But with the size of the bail-out now roughly equivalent to annual government spending (excluding social security and Medicare) such claims are less and less credible.
There you have it: Take away Social Security and Medicare, and $700 billion is basically the amount of money our government spends in a single year. This is not to ignore the budgetary impact of either Social Security or Medicare, but it makes for a reminder that the Bush Administration wants to increase the national debt by a quantity that amounts for a major chunk of the amount of money our Government spends in a single year.
Is this realistic? Would you go into debt over the amount of money you spend in the course of a year? Would any sensible institution float you a loan for that amount of money? Isn't this just an exaggerated variation on those predatory lending practices based on convincing unwitting poor families to take out mortgages they could not afford? Is it any wonder that, as Schifferes put it in his report, "the bail-out is not playing as well on Main Street as it is on Wall Street?" On Main Street when you make a mess, you pay for the damage you have caused. (This is, of course, the "Pottery Barn parable" that Colin Powell tried to present to our President and ultimately failed.) Having acknowledged the lack of regulations that could have prevented any of these messes in the first place, does our legal system not have resources for fraud prosecution through which one could impose fines on individually specified defendants on Wall Street and apply the collected funds to solve the problems of the many plaintiffs on Main Street?

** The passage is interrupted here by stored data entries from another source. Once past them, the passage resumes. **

//! Resource model tests: semantic compare, copy, merge, and the kind
//! registry.

use converge::resource::{new_resource, register, res_cmp, res_copy, res_merge};
use converge::testing::{NoopRes, SetRes, ValueRes};
use serial_test::serial;

#[test]
fn res_cmp_is_reflexive() {
    let (a, _) = NoopRes::with_comment("a", "hello");
    assert!(res_cmp(a.as_ref(), a.as_ref()).is_ok());
}

#[test]
fn res_cmp_is_symmetric() {
    let (a, _) = NoopRes::with_comment("a", "hello");
    let (b, _) = NoopRes::with_comment("a", "hello");
    let (c, _) = NoopRes::with_comment("a", "different");
    assert_eq!(
        res_cmp(a.as_ref(), b.as_ref()).is_ok(),
        res_cmp(b.as_ref(), a.as_ref()).is_ok()
    );
    assert_eq!(
        res_cmp(a.as_ref(), c.as_ref()).is_ok(),
        res_cmp(c.as_ref(), a.as_ref()).is_ok()
    );
    assert!(res_cmp(a.as_ref(), c.as_ref()).is_err());
}

#[test]
fn res_cmp_rejects_cross_kind_and_cross_name() {
    let (a, _) = NoopRes::create("a");
    let (b, _) = NoopRes::create("b");
    assert!(res_cmp(a.as_ref(), b.as_ref()).is_err());
    let (v, _) = ValueRes::create("a", "x");
    assert!(res_cmp(a.as_ref(), v.as_ref()).is_err());
}

#[test]
fn res_cmp_descends_into_grouped_children() {
    let (mut parent1, _) = NoopRes::create("p");
    let (mut parent2, _) = NoopRes::create("p");
    let (child_a, _) = NoopRes::create("a");
    let (child_b, _) = NoopRes::create("b");
    let (child_a2, _) = NoopRes::create("a");
    let (child_b2, _) = NoopRes::create("b");

    let g1 = parent1.as_groupable_mut().expect("noop is groupable");
    g1.group_res(child_a).expect("group");
    g1.group_res(child_b).expect("group");
    // opposite insertion order; comparison sorts
    let g2 = parent2.as_groupable_mut().expect("noop is groupable");
    g2.group_res(child_b2).expect("group");
    g2.group_res(child_a2).expect("group");

    assert!(res_cmp(parent1.as_ref(), parent2.as_ref()).is_ok());
}

#[test]
fn res_copy_preserves_params_and_children() {
    let (mut parent, _) = NoopRes::with_comment("p", "note");
    let (child, _) = NoopRes::create("c");
    parent
        .as_groupable_mut()
        .expect("noop is groupable")
        .group_res(child)
        .expect("group");

    let copy = res_copy(parent.as_ref()).expect("copy");
    assert!(res_cmp(parent.as_ref(), copy.as_ref()).is_ok());
    let grouped = copy.as_groupable().expect("copy keeps grouping").grouped();
    assert_eq!(grouped.len(), 1);
    assert_eq!(grouped[0].name(), "c");
}

#[test]
fn res_merge_is_commutative() {
    let a1 = SetRes::create("s", &["one", "two"]);
    let b1 = SetRes::create("s", &["two", "three"]);
    let a2 = SetRes::create("s", &["one", "two"]);
    let b2 = SetRes::create("s", &["two", "three"]);

    let ab = res_merge(vec![a1, b1]).expect("merge ab");
    let ba = res_merge(vec![b2, a2]).expect("merge ba");
    assert!(res_cmp(ab.as_ref(), ba.as_ref()).is_ok());
}

#[test]
fn res_merge_rejects_incompatible_inputs() {
    let a = SetRes::create("s", &["one"]);
    let b = SetRes::create("other", &["two"]);
    assert!(res_merge(vec![a, b]).is_err());

    let (c, _) = NoopRes::create("n");
    let d = SetRes::create("n", &["x"]);
    assert!(res_merge(vec![c, d]).is_err());
}

#[test]
#[serial]
fn registry_builds_known_kinds() {
    register("noop", NoopRes::build).expect("register");
    // re-registering the identical builder is a no-op
    register("noop", NoopRes::build).expect("re-register");

    let res = new_resource("noop", "fromreg").expect("build");
    assert_eq!(res.kind(), "noop");
    assert_eq!(res.name(), "fromreg");
    assert!(converge::resource::registered_kinds().contains(&"noop".to_string()));
}

#[test]
#[serial]
fn registry_rejects_unknown_kinds() {
    assert!(new_resource("no-such-kind", "x").is_err());
}
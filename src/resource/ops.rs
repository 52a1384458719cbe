//! Whole-resource operations: semantic compare, deep copy, merge

use crate::error::{EngineError, EngineResult};

use super::{BoxedRes, ResKey, Resource};

/// Semantic comparison of two resources.
///
/// Equal means: same kind and name, kind-specific `cmp` passes, the
/// edgeable and groupable meta blocks match (including which side
/// implements them), and when both are grouped their sorted child lists
/// pairwise compare equal. Meta-params outside those blocks do not
/// participate.
pub fn res_cmp(a: &dyn Resource, b: &dyn Resource) -> EngineResult<()> {
    if a.kind() != b.kind() {
        return Err(EngineError::Validate(format!(
            "kind differs: {} vs {}",
            a.kind(),
            b.kind()
        )));
    }
    if a.name() != b.name() {
        return Err(EngineError::Validate(format!(
            "name differs: {} vs {}",
            a.name(),
            b.name()
        )));
    }
    a.cmp(b)?;

    match (a.as_edgeable(), b.as_edgeable()) {
        (None, None) => {}
        (Some(ea), Some(eb)) => {
            if ea.auto_edge_meta() != eb.auto_edge_meta() {
                return Err(EngineError::Validate("auto-edge meta differs".to_string()));
            }
        }
        _ => return Err(EngineError::Validate("edgeable capability differs".to_string())),
    }

    match (a.as_groupable(), b.as_groupable()) {
        (None, None) => {}
        (Some(ga), Some(gb)) => {
            if ga.auto_group_meta() != gb.auto_group_meta() {
                return Err(EngineError::Validate(
                    "auto-group meta differs".to_string(),
                ));
            }
            let mut children_a = ga.grouped();
            let mut children_b = gb.grouped();
            if children_a.len() != children_b.len() {
                return Err(EngineError::Validate(format!(
                    "grouped child count differs: {} vs {}",
                    children_a.len(),
                    children_b.len()
                )));
            }
            children_a.sort_by_key(|r| ResKey::of(*r));
            children_b.sort_by_key(|r| ResKey::of(*r));
            for (ca, cb) in children_a.iter().zip(children_b.iter()) {
                res_cmp(*ca, *cb)?;
            }
        }
        _ => {
            return Err(EngineError::Validate(
                "groupable capability differs".to_string(),
            ))
        }
    }

    Ok(())
}

/// Deep copy of a resource's public data.
///
/// Preserves meta-params, the refresh flag, and grouped children
/// (recursively). Requires the resource (and each grouped child) to be
/// `Copyable`.
pub fn res_copy(res: &dyn Resource) -> EngineResult<BoxedRes> {
    let copyable = res.as_copyable().ok_or_else(|| {
        EngineError::Validate(format!("{} is not copyable", ResKey::of(res)))
    })?;
    let mut copy = copyable.copy_res();
    *copy.meta_mut() = res.meta().clone();

    if let (Some(src), Some(dst)) = (res.as_refreshable(), copy.as_refreshable()) {
        dst.set_refresh(src.refresh());
    }

    if let Some(groupable) = res.as_groupable() {
        let children = groupable.grouped();
        if !children.is_empty() {
            let copied: Vec<BoxedRes> = children
                .iter()
                .map(|child| res_copy(*child))
                .collect::<EngineResult<_>>()?;
            let dst = copy.as_groupable_mut().ok_or_else(|| {
                EngineError::Internal("copy lost the groupable capability".to_string())
            })?;
            for child in copied {
                dst.group_res(child)?;
            }
        }
    }

    Ok(copy)
}

/// Fold `merge` over a set of pairwise `adapts`-compatible resources.
///
/// The refresh flag of the result is the logical OR of the inputs'.
pub fn res_merge(resources: Vec<BoxedRes>) -> EngineResult<BoxedRes> {
    let mut iter = resources.into_iter();
    let mut acc = iter
        .next()
        .ok_or_else(|| EngineError::Validate("merge of an empty set".to_string()))?;
    let mut refresh = acc
        .as_refreshable()
        .map(|r| r.refresh())
        .unwrap_or(false);

    for next in iter {
        refresh = refresh
            || next
                .as_refreshable()
                .map(|r| r.refresh())
                .unwrap_or(false);
        let merged = {
            let compatible = acc.as_compatible().ok_or_else(|| {
                EngineError::Validate(format!("{} is not compatible", ResKey::of(acc.as_ref())))
            })?;
            compatible.adapts(next.as_ref())?;
            if let Some(reverse) = next.as_compatible() {
                reverse.adapts(acc.as_ref())?;
            }
            compatible.merge(next.as_ref())?
        };
        acc = merged;
    }

    if refresh {
        if let Some(r) = acc.as_refreshable() {
            r.set_refresh(true);
        }
    }
    Ok(acc)
}
#[async_trait]
impl Resource for UndoRes {
    fn kind(&self) -> &str {
        &self.kind
    }
    fn set_kind(&mut self, kind: &str) {
        self.kind = kind.to_string();
    }
    fn name(&self) -> &str {
        &self.name
    }
    fn set_name(&mut self, name: &str) {
        self.name = name.to_string();
    }
    fn meta(&self) -> &MetaParams {
        &self.meta
    }
    fn meta_mut(&mut self) -> &mut MetaParams {
        &mut self.meta
    }

    fn validate(&self) -> EngineResult<()> {
        Ok(())
    }

    async fn init(&self, handle: ResHandle) -> EngineResult<()> {
        *self.handle.lock() = Some(handle);
        Ok(())
    }

    async fn watch(&self, ctx: &CancelToken) -> EngineResult<()> {
        let handle = self.handle.lock().clone();
        if let Some(handle) = handle {
            handle.running();
        }
        ctx.cancelled().await;
        Ok(())
    }

    async fn check_apply(&self, apply: bool) -> EngineResult<CheckResult> {
        self.probe.checks.fetch_add(1, Ordering::SeqCst);
        if self.applied.load(Ordering::SeqCst) {
            return Ok(CheckResult::unchanged());
        }
        if !apply {
            return Ok(CheckResult::pending());
        }
        self.applied.store(true, Ordering::SeqCst);
        self.probe.applies.fetch_add(1, Ordering::SeqCst);
        Ok(CheckResult::applied())
    }

    async fn cleanup(&self) -> EngineResult<()> {
        self.probe.cleanups.fetch_add(1, Ordering::SeqCst);
        Ok(())
    }

    fn cmp(&self, other: &dyn Resource) -> EngineResult<()> {
        other
            .as_any()
            .downcast_ref::<UndoRes>()
            .map(|_| ())
            .ok_or_else(|| EngineError::Validate("kind mismatch in cmp".to_string()))
    }

    fn as_any(&self) -> &dyn std::any::Any {
        self
    }

    fn as_reversible(&self) -> Option<&dyn Reversible> {
        Some(self)
    }
}

impl Reversible for UndoRes {
    fn reversible_meta(&self) -> &ReversibleMeta {
        &self.reversible_meta
    }

    fn reversed(&self) -> EngineResult<BoxedRes> {
        Ok(NoopRes::create(&format!("undo-{}", self.name)).0)
    }
}

/// Standalone handle for unit-testing resources outside the engine.
pub fn mock_handle(world: Arc<dyn World>, key: ResKey) -> ResHandle {
    struct MockOps {
        sent: Mutex<Option<serde_json::Value>>,
    }

    #[async_trait]
    impl HandleOps for MockOps {
        fn running(&self) {}
        async fn event(&self) {}
        fn refresh(&self) -> bool {
            false
        }
        fn send(&self, value: serde_json::Value) -> EngineResult<()> {
            *self.sent.lock() = Some(value);
            Ok(())
        }
        fn recv(&self) -> HashMap<String, RecvValue> {
            HashMap::new()
        }
        fn filtered_graph(&self) -> Vec<ResKey> {
            Vec::new()
        }
        fn var_dir(&self, sub: &str) -> EngineResult<std::path::PathBuf> {
            let dir = std::env::temp_dir().join("converge-mock").join(sub);
            std::fs::create_dir_all(&dir)?;
            Ok(dir)
        }
    }

    ResHandle::new(
        Arc::new(MockOps {
            sent: Mutex::new(None),
        }),
        world,
        key,
        false,
    )
}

After 9/11 Gore Vidal was one of the first (and few) to call out the Bush Administration for misreading reality. He took (and probably still takes) the position that the destruction of an office building is a criminal act and should be investigated and prosecuted as such. Unfortunately, his efforts to expose criminality got blown away by a commitment to a Global War on Terror. Does fraud not provide us with a basis for addressing most (if not all) of the elements contributing to our economic crisis through legal machinery? Shouldn't any "solution" we consider begin by asking simple legal questions about liability, rather than obsessing over proposals for life preservers? (For what it is worth, it appears that Nicolas Sarkozy was asking similar questions last night.) Did I recently hear a pundit ask rhetorically how much more damage the Bush Administration could do before leaving office? Do we really want to know the answer to that question?